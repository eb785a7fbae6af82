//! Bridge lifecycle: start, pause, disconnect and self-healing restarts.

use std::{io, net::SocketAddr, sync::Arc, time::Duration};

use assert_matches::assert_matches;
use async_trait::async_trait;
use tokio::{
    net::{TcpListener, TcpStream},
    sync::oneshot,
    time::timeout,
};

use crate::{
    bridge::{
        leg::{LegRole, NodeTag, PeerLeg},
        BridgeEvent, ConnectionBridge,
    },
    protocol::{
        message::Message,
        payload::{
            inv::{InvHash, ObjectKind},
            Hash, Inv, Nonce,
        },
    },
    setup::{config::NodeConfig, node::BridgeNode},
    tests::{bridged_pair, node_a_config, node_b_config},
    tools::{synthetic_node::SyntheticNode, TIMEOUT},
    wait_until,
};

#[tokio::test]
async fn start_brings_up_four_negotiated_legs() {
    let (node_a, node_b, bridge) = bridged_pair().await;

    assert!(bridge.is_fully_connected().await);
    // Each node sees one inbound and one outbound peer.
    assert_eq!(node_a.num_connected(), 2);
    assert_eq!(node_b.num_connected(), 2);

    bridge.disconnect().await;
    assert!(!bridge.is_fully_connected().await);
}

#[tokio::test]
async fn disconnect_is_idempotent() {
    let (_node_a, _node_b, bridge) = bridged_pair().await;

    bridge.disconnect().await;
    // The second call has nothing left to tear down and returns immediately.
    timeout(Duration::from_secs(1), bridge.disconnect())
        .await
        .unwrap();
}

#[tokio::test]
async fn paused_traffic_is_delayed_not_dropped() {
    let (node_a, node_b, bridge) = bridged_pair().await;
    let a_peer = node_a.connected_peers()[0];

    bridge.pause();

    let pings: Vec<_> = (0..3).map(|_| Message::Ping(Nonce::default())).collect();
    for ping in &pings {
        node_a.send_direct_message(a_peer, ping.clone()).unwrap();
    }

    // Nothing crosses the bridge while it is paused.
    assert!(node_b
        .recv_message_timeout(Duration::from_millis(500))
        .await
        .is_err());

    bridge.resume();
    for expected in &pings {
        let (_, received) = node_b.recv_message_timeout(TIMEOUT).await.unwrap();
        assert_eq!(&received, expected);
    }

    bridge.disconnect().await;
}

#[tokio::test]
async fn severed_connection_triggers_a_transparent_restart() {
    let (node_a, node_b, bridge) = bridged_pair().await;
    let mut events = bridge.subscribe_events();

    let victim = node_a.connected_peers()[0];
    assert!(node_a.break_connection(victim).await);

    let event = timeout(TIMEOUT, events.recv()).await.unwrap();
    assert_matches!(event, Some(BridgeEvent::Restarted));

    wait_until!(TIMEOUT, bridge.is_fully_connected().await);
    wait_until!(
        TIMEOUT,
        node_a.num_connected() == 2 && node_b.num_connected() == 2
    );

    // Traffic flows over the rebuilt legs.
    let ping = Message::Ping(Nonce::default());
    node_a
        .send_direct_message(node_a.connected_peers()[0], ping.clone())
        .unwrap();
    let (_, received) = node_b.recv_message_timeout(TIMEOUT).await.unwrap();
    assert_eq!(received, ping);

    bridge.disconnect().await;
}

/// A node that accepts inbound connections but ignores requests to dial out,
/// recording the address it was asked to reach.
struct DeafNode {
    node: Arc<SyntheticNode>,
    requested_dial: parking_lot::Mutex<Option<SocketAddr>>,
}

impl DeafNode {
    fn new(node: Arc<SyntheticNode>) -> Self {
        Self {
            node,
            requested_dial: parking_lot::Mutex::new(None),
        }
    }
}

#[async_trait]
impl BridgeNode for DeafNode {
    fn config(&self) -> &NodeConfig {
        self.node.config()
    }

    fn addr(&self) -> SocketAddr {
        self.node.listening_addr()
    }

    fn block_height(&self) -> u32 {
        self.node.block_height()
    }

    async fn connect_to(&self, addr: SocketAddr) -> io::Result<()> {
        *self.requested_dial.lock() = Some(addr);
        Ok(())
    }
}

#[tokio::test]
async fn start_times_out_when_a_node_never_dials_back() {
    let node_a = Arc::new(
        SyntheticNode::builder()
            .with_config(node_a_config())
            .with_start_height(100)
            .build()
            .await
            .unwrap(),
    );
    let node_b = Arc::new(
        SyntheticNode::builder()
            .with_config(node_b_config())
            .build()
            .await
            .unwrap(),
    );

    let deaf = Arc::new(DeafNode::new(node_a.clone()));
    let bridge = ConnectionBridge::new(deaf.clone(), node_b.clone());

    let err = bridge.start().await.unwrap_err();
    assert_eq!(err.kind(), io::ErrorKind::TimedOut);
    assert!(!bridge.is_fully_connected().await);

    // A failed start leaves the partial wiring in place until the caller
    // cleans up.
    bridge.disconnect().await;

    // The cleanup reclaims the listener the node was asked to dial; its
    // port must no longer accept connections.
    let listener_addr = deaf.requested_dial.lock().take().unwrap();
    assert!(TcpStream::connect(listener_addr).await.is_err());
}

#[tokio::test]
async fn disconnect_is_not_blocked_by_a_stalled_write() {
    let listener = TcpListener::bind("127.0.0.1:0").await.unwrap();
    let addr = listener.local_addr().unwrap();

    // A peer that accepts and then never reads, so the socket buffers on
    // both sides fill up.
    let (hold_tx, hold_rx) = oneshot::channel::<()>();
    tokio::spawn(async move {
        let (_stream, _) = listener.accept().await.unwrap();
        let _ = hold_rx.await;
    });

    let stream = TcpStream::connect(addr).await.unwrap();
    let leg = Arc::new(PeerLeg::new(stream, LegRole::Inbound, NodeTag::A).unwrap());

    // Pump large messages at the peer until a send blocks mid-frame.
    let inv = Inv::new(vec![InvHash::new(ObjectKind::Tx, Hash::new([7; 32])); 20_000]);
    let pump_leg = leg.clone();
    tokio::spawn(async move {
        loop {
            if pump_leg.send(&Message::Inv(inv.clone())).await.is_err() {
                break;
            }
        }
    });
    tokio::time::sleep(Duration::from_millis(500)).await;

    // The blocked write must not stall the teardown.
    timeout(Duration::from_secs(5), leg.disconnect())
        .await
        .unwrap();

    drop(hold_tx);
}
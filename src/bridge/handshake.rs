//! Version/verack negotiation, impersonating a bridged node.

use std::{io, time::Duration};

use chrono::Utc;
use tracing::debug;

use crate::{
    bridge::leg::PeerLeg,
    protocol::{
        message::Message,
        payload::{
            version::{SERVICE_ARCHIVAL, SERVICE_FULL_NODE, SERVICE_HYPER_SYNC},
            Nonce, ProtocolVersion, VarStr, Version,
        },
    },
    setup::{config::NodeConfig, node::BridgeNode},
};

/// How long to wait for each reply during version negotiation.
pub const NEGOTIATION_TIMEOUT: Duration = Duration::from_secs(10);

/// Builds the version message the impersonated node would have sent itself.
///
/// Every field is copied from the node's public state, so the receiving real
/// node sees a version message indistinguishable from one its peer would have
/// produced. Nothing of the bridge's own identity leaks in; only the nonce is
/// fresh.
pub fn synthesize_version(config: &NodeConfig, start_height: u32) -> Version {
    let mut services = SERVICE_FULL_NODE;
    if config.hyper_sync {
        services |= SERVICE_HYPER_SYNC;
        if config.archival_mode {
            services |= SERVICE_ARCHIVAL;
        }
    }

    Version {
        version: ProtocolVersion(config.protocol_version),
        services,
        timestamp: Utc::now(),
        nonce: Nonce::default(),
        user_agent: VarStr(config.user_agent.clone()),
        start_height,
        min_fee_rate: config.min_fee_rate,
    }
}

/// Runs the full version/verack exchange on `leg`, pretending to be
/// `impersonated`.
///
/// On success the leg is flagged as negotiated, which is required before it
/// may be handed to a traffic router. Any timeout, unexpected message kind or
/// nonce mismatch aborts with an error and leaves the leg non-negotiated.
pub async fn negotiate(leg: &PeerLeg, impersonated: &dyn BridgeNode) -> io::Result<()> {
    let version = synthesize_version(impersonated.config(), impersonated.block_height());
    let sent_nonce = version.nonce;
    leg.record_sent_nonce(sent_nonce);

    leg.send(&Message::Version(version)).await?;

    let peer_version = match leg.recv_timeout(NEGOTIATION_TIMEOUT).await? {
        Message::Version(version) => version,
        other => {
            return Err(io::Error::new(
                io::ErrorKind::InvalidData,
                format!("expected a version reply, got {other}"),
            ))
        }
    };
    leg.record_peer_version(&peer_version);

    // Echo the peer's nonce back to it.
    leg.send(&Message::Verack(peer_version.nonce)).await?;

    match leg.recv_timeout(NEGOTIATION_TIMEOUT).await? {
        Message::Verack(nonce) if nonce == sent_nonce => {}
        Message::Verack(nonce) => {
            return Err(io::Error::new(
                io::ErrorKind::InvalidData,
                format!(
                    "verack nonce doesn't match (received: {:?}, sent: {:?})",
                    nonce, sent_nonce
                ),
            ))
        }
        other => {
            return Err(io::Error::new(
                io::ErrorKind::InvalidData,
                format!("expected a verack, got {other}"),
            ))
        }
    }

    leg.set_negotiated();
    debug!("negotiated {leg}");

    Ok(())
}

---

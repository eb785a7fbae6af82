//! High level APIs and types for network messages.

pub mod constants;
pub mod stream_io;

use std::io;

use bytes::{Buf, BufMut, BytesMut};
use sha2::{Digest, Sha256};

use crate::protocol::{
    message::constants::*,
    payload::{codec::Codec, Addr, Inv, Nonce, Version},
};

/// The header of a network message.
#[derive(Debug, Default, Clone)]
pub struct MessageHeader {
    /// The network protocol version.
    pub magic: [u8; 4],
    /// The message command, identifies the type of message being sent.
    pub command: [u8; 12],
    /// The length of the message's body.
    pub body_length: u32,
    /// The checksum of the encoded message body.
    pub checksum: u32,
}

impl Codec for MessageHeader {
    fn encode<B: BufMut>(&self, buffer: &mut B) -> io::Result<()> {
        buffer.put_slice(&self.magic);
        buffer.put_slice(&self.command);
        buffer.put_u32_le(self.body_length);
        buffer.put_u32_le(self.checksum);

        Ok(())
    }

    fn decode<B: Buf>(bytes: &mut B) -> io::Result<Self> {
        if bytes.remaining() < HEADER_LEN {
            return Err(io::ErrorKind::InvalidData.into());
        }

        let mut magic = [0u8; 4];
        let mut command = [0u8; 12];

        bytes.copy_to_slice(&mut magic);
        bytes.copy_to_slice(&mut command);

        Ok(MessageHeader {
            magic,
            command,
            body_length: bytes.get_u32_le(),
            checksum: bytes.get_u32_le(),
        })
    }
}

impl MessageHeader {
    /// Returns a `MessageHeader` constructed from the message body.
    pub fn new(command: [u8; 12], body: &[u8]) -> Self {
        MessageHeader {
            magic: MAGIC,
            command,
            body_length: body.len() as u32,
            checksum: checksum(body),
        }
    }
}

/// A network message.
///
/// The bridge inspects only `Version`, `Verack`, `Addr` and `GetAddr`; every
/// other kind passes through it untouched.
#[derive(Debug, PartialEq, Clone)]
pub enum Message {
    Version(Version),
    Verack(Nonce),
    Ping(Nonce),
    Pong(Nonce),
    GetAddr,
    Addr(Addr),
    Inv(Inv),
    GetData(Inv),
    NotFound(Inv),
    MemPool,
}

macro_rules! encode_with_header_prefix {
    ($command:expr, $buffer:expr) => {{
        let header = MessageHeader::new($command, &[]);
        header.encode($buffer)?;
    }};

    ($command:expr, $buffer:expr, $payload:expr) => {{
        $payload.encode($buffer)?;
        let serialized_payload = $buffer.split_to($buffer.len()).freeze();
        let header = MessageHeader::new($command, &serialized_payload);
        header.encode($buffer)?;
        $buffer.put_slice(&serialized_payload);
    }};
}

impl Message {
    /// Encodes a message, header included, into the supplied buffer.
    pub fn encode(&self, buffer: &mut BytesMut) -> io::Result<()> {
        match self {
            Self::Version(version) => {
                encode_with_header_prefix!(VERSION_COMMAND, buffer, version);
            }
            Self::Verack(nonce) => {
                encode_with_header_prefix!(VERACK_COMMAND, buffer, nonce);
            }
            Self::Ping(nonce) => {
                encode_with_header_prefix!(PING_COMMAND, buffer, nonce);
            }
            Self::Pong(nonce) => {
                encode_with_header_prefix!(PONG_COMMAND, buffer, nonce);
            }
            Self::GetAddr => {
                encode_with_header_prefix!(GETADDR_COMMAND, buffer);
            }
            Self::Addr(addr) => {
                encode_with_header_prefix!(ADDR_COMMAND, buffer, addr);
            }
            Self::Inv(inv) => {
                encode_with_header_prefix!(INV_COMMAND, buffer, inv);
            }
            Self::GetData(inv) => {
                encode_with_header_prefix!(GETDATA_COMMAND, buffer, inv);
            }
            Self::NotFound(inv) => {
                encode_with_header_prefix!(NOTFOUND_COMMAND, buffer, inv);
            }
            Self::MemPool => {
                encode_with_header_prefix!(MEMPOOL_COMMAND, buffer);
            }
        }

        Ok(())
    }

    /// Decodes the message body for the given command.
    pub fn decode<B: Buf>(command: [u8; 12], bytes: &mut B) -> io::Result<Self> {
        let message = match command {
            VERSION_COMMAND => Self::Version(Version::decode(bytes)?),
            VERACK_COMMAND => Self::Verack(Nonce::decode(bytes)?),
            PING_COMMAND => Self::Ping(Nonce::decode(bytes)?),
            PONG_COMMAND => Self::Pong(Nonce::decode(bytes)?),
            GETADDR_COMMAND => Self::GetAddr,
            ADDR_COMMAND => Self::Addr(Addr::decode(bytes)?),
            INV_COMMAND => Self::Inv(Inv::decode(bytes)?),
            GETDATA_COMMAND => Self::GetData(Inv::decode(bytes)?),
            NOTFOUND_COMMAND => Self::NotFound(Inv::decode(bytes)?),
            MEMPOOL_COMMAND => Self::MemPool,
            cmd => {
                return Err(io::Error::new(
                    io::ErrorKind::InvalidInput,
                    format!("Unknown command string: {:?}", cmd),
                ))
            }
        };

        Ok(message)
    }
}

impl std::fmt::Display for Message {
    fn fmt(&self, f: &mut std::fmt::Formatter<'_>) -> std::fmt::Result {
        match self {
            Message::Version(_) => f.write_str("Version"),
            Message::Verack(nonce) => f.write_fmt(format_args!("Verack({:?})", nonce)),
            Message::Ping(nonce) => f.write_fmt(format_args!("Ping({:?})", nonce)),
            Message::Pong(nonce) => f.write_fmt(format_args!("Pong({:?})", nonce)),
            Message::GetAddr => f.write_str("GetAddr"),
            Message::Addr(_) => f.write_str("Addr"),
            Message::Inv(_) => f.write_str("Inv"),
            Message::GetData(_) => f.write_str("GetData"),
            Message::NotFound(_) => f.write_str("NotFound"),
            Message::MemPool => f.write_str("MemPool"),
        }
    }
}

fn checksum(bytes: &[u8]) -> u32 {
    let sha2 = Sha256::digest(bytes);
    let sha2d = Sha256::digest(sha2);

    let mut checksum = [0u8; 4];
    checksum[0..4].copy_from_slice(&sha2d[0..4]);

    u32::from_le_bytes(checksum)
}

» **Task to complete**:
Provide only the count of lines in the data above that include the string "expr".

» **Result of this exercise**:
2